Perchè sono scese le emissioni
Il risultato è legato all’aumento dell’uso di energia rinnovabile nella produzione delle batterie e nei processi industriali, oltre all’impiego di materiali a basso contenuto di carbonio. Un contributo “significativo” deriva anche dalla crescita dei volumi di Polestar 4, il modello con l’impronta di carbonio più bassa del portafoglio prodotti. In questo modo, l’azienda si avvicina all’obiettivo della neutralità climatica entro il 2040.
“Se non riduci le emissioni mentre cresci, stai scegliendo di non farlo”, afferma l’amministratore delegato Michael Lohscheller, sottolineando come l’elettrificazione offra costi di esercizio più bassi, minori emissioni e maggiore affidabilità in un contesto di instabilità dei prezzi del petrolio.
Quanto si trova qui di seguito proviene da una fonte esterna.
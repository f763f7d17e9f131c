// src/config/mod.rs
// Environment-driven configuration, loaded once at startup.

use once_cell::sync::Lazy;
use std::str::FromStr;
use std::time::Duration;

#[derive(Debug, Clone)]
pub struct ConciergeConfig {
    // ── Database Configuration
    pub database_url: String,
    pub sqlite_max_connections: u32,

    // ── Server Configuration
    pub host: String,
    pub port: u16,
    pub request_timeout: u64,

    // ── Generative-Language Backend
    pub gemini_base_url: String,
    /// Ordered candidate models, highest preference first, comma-separated.
    pub model_fallback: String,
    /// Per-candidate upstream timeout in seconds.
    pub model_timeout: u64,

    // ── Logging Configuration
    pub log_level: String,
}

/// Read an environment variable, tolerating trailing comments and whitespace.
fn env_var_or<T>(key: &str, default: T) -> T
where
    T: FromStr,
{
    match std::env::var(key) {
        Ok(val) => {
            let clean_val = val.split('#').next().unwrap_or("").trim();
            match clean_val.parse::<T>() {
                Ok(parsed) => parsed,
                Err(_) => {
                    eprintln!("Config: {} = '{}' (parse failed, using default)", key, val);
                    default
                }
            }
        }
        Err(_) => default,
    }
}

impl ConciergeConfig {
    pub fn from_env() -> Self {
        // Load from .env file first if it exists
        let _ = dotenvy::dotenv();

        Self {
            database_url: env_var_or("DATABASE_URL", "sqlite:./concierge.db".to_string()),
            sqlite_max_connections: env_var_or("SQLITE_MAX_CONNECTIONS", 10),
            host: env_var_or("CONCIERGE_HOST", "0.0.0.0".to_string()),
            port: env_var_or("CONCIERGE_PORT", 8080),
            request_timeout: env_var_or("CONCIERGE_REQUEST_TIMEOUT", 60),
            gemini_base_url: env_var_or(
                "GEMINI_BASE_URL",
                "https://generativelanguage.googleapis.com".to_string(),
            ),
            model_fallback: env_var_or(
                "CONCIERGE_MODEL_FALLBACK",
                "gemini-1.5-flash,gemini-pro".to_string(),
            ),
            model_timeout: env_var_or("CONCIERGE_MODEL_TIMEOUT", 30),
            log_level: env_var_or("CONCIERGE_LOG_LEVEL", "info".to_string()),
        }
    }

    /// Ordered model candidates parsed from the comma-separated list.
    pub fn fallback_models(&self) -> Vec<String> {
        self.model_fallback
            .split(',')
            .map(str::trim)
            .filter(|m| !m.is_empty())
            .map(str::to_string)
            .collect()
    }

    /// Get server bind address
    pub fn bind_address(&self) -> String {
        format!("{}:{}", self.host, self.port)
    }

    /// Per-candidate upstream timeout
    pub fn model_timeout_duration(&self) -> Duration {
        Duration::from_secs(self.model_timeout)
    }
}

// Global config instance - loaded once at startup
pub static CONFIG: Lazy<ConciergeConfig> = Lazy::new(ConciergeConfig::from_env);

#[cfg(test)]
mod tests {
    use super::*;

    fn test_config(model_fallback: &str) -> ConciergeConfig {
        ConciergeConfig {
            database_url: "sqlite::memory:".to_string(),
            sqlite_max_connections: 1,
            host: "127.0.0.1".to_string(),
            port: 8080,
            request_timeout: 60,
            gemini_base_url: "https://generativelanguage.googleapis.com".to_string(),
            model_fallback: model_fallback.to_string(),
            model_timeout: 30,
            log_level: "info".to_string(),
        }
    }

    #[test]
    fn fallback_models_splits_and_trims() {
        let config = test_config(" gemini-1.5-flash , gemini-pro ,");
        assert_eq!(
            config.fallback_models(),
            vec!["gemini-1.5-flash".to_string(), "gemini-pro".to_string()]
        );
    }

    #[test]
    fn fallback_models_empty_list() {
        let config = test_config("  ");
        assert!(config.fallback_models().is_empty());
    }

    #[test]
    fn bind_address_joins_host_and_port() {
        let config = test_config("gemini-pro");
        assert_eq!(config.bind_address(), "127.0.0.1:8080");
    }
}
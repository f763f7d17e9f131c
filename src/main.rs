// src/main.rs

use std::sync::Arc;
use tracing::{info, Level};
use tracing_subscriber::FmtSubscriber;

use concierge::config::CONFIG;
use concierge::llm::gemini::GeminiClient;
use concierge::{server, store};

#[tokio::main]
async fn main() -> anyhow::Result<()> {
    let level = CONFIG.log_level.parse().unwrap_or(Level::INFO);
    let subscriber = FmtSubscriber::builder()
        .with_max_level(level)
        .finish();
    tracing::subscriber::set_global_default(subscriber)?;

    info!("Starting concierge chat service");
    info!("Model fallback chain: {}", CONFIG.model_fallback);

    let pool = store::create_pool(&CONFIG.database_url).await?;
    store::init_schema(&pool).await?;

    let backend = Arc::new(GeminiClient::from_env()?);

    server::run(pool, backend).await
}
Polestar ha infine aggiornato il progetto Polestar 0, che mira a realizzare entro il 2035 un’auto a emissioni nette zero senza compensazioni. Le attività di ricerca, svolte a Göteborg con università e aziende partner, hanno già portato allo sviluppo di acciaio ultra‑low emission, materiali tessili bio-based e nuove tecnologie per la conversione dell’anidride carbonica in materiali.